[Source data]
=====
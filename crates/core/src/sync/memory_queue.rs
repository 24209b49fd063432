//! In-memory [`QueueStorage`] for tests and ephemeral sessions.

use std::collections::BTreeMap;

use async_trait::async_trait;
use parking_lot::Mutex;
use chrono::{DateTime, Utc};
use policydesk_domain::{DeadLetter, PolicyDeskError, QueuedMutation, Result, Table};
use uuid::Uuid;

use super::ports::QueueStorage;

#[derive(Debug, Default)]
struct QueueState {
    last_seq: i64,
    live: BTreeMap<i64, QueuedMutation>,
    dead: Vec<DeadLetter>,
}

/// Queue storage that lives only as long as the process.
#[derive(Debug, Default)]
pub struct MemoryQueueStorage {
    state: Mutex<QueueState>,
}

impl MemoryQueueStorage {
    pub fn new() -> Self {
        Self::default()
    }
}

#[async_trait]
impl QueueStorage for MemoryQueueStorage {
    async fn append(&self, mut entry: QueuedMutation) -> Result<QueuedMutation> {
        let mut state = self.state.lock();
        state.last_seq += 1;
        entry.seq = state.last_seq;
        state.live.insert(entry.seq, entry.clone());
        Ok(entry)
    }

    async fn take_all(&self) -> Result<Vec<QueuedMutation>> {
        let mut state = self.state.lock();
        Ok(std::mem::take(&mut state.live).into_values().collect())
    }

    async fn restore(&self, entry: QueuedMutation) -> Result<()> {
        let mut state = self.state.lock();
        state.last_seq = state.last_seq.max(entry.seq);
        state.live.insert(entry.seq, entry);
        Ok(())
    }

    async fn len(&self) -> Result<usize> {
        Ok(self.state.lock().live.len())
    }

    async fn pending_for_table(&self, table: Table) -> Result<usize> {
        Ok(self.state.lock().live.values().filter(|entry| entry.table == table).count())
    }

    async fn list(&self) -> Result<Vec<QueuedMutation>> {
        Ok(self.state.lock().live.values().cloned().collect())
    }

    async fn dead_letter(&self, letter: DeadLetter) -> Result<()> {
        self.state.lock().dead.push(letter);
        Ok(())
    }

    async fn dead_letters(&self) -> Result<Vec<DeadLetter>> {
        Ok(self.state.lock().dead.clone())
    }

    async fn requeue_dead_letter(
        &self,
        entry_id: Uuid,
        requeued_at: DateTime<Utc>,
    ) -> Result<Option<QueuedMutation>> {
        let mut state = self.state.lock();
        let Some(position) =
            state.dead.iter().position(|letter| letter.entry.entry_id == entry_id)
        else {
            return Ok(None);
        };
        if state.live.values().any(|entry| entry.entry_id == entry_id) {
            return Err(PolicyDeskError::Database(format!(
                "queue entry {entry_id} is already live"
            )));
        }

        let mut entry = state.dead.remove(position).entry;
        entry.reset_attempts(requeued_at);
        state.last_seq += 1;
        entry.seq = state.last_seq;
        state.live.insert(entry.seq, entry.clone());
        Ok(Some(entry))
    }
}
=====
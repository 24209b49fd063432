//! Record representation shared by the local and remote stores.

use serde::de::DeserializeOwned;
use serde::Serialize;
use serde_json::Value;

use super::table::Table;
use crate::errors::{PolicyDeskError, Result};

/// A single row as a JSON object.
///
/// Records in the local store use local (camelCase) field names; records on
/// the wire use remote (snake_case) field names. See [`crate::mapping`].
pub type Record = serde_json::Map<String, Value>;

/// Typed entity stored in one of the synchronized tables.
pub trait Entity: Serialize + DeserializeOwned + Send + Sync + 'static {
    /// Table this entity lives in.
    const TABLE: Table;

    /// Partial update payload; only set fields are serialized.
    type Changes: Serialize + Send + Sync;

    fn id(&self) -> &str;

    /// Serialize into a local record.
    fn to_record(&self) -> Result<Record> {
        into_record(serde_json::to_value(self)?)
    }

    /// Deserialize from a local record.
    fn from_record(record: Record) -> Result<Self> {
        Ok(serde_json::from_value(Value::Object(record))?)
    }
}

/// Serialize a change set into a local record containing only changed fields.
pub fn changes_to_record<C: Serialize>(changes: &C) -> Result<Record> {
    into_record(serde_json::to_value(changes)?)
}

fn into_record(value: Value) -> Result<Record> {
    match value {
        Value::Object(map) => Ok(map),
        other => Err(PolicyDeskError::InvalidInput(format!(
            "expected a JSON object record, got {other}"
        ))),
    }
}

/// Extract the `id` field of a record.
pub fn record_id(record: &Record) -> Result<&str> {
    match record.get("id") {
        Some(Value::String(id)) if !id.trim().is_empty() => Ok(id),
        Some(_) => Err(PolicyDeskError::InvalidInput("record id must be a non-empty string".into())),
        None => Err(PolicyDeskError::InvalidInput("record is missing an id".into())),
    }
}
=====
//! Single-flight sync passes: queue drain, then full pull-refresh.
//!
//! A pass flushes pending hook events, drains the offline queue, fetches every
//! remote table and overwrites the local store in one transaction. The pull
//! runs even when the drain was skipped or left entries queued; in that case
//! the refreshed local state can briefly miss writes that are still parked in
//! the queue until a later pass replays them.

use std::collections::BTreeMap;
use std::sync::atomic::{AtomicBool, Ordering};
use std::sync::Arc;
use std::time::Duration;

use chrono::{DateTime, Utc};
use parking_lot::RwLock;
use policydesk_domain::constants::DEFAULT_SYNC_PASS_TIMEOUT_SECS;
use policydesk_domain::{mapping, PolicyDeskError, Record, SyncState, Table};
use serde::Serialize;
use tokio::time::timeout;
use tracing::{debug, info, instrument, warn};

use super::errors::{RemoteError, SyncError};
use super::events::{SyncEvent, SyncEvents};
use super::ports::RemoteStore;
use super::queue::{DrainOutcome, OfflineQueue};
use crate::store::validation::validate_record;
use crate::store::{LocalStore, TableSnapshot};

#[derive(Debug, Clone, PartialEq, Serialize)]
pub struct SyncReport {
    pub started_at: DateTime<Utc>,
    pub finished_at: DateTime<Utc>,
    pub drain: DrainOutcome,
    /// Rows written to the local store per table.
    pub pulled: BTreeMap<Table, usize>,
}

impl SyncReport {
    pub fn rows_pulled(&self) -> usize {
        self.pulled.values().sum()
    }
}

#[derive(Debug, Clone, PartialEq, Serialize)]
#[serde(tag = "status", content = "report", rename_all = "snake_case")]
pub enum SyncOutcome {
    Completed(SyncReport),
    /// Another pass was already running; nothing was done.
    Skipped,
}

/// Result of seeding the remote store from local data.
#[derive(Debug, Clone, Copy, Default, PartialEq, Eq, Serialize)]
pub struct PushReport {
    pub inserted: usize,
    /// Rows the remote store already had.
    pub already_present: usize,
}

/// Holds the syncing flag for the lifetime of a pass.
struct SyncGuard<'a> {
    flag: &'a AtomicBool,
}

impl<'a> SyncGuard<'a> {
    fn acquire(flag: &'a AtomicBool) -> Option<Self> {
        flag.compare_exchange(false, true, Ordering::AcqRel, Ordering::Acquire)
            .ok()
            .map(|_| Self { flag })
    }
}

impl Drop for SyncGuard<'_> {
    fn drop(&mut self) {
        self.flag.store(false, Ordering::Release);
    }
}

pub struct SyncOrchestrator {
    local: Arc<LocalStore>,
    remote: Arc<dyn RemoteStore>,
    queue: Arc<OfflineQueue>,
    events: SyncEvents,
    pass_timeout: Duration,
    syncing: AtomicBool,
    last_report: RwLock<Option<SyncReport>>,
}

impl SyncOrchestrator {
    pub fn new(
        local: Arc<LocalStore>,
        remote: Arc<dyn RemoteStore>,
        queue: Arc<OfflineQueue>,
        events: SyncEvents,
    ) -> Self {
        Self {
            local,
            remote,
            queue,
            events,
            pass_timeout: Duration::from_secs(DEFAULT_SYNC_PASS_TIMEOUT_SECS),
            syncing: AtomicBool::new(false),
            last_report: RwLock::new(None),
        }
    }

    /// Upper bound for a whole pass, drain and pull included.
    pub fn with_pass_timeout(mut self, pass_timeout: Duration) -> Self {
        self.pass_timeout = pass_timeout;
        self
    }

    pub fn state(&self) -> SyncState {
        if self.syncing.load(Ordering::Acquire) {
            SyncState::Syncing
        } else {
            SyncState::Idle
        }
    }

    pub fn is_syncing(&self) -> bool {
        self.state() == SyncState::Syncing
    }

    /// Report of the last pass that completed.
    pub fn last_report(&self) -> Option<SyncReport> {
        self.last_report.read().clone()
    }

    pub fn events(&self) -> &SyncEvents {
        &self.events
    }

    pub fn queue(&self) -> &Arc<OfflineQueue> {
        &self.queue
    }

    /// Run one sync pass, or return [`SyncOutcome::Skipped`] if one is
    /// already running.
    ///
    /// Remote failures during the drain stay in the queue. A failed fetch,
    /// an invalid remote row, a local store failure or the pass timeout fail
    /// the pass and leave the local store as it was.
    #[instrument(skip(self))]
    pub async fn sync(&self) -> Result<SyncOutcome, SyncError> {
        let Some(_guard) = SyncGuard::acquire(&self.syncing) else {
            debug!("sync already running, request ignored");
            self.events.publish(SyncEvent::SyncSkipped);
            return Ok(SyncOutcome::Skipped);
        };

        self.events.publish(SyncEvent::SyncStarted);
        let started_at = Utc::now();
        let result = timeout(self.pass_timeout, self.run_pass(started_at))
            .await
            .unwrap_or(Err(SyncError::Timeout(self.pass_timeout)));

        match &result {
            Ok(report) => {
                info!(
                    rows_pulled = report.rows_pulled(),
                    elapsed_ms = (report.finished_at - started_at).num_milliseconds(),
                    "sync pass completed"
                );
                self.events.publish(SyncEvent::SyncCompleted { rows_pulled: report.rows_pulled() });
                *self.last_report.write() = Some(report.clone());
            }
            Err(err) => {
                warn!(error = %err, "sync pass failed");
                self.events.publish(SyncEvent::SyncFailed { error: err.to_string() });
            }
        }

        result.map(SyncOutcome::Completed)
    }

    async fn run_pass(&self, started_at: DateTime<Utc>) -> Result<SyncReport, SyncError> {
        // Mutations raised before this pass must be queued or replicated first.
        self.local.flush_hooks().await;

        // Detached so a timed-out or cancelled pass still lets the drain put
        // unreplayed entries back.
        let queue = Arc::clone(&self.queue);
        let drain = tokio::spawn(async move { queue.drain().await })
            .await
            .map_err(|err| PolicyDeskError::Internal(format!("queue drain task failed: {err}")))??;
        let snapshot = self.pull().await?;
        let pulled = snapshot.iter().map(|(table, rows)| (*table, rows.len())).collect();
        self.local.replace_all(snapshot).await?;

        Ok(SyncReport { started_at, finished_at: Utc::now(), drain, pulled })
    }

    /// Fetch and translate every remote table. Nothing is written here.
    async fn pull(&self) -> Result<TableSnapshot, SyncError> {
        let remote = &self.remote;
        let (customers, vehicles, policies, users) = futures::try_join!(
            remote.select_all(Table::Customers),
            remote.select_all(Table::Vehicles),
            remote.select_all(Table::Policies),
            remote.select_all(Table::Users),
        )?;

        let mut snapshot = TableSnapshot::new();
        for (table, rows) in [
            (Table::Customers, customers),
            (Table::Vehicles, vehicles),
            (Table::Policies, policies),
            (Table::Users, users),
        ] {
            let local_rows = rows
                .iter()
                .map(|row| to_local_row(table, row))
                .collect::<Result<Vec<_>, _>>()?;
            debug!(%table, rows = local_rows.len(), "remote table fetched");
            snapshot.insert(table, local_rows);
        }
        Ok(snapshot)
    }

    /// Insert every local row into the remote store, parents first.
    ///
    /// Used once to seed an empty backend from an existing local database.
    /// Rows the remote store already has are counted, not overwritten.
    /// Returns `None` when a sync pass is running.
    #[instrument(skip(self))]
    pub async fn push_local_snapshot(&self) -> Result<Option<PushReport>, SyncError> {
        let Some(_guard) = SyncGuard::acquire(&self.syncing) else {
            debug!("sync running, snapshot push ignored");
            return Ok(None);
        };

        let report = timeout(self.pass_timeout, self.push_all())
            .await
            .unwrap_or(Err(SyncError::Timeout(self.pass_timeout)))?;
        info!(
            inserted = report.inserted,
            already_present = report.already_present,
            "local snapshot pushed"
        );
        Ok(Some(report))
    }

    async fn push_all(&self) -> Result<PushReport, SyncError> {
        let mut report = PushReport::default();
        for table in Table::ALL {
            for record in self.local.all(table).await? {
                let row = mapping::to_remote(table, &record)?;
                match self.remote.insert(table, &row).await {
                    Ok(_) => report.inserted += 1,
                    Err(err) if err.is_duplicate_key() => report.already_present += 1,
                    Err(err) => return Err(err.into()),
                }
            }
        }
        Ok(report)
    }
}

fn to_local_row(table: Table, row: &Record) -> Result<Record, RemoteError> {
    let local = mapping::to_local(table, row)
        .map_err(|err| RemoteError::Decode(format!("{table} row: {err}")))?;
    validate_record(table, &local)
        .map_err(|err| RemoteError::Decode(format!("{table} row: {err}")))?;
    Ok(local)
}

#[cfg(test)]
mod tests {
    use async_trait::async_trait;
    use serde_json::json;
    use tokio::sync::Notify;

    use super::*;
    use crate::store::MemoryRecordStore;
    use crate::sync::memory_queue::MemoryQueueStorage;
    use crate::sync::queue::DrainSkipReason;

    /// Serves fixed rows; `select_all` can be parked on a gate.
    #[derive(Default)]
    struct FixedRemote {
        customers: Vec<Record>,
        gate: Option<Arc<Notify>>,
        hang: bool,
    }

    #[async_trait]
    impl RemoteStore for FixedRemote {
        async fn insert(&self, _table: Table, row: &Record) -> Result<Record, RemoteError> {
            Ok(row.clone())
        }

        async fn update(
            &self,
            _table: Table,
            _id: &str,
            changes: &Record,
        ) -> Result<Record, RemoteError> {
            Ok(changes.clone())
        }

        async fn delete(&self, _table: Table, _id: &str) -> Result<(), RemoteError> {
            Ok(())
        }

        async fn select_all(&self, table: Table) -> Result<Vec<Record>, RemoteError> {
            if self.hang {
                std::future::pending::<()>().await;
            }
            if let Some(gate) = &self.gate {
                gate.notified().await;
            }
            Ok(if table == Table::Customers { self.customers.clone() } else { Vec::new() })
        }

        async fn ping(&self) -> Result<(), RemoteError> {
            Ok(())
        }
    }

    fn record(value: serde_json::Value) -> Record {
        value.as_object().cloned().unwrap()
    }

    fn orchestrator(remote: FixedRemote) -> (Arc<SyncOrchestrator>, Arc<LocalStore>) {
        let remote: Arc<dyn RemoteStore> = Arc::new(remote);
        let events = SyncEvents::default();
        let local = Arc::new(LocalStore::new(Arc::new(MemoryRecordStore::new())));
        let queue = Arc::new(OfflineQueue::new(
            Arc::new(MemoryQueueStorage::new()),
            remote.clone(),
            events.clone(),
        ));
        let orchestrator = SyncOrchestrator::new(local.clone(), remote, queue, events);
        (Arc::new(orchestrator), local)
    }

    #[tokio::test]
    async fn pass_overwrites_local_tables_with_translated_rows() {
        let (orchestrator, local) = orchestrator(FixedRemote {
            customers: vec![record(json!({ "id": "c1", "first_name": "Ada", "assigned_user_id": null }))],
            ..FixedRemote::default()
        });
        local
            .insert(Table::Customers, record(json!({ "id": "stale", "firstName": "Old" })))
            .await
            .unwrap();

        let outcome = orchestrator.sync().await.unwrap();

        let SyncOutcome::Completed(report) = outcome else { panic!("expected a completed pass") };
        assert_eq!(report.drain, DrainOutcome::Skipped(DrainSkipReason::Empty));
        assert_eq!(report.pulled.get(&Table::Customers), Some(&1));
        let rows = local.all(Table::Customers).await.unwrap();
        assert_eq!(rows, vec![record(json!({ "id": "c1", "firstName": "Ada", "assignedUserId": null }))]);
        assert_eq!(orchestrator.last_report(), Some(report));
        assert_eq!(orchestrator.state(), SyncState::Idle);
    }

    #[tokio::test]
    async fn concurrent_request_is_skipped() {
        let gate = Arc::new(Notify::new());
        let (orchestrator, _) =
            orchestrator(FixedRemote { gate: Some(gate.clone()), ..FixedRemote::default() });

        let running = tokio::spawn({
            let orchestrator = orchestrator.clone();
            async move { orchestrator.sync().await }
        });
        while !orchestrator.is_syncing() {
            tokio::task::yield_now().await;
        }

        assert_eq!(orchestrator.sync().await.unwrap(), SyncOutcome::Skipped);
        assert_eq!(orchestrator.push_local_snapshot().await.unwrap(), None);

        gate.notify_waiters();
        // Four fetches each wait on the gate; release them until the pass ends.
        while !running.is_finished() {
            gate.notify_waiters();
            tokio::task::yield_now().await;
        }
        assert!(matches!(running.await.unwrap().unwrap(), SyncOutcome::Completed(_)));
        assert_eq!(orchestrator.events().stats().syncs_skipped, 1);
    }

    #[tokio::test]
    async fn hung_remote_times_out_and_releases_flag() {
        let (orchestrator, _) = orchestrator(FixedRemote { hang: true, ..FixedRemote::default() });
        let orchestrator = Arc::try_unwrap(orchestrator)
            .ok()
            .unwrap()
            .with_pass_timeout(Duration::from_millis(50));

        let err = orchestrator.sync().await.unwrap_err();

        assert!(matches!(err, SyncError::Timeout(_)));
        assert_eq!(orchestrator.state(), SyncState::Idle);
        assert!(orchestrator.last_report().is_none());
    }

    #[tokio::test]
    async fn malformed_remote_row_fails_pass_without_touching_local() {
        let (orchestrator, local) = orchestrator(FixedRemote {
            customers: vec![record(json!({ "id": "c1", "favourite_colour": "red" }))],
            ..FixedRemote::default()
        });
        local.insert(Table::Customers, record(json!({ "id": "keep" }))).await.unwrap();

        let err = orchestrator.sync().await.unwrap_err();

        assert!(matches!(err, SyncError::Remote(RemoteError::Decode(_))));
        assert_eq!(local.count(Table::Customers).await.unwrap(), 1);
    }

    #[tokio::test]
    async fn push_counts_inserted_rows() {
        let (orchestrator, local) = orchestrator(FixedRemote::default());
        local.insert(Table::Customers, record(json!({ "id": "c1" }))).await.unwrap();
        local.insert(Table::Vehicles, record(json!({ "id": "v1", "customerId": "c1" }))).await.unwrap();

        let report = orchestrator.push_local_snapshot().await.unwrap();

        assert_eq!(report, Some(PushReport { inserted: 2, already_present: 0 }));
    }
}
=====
* [What you are asked to do]
What are the lines of the data above that include the string "FixedRemote"? Copy them.

* [Your response]
    struct FixedRemote {
    impl RemoteStore for FixedRemote {
    fn orchestrator(remote: FixedRemote) -> (Arc<SyncOrchestrator>, Arc<LocalStore>) {
        let (orchestrator, local) = orchestrator(FixedRemote {
            ..FixedRemote::default()
            orchestrator(FixedRemote { gate: Some(gate.clone()), ..FixedRemote::default() });
        let (orchestrator, _) = orchestrator(FixedRemote { hang: true, ..FixedRemote::default() });
        let (orchestrator, local) = orchestrator(FixedRemote {
            ..FixedRemote::default()
        let (orchestrator, local) = orchestrator(FixedRemote::default());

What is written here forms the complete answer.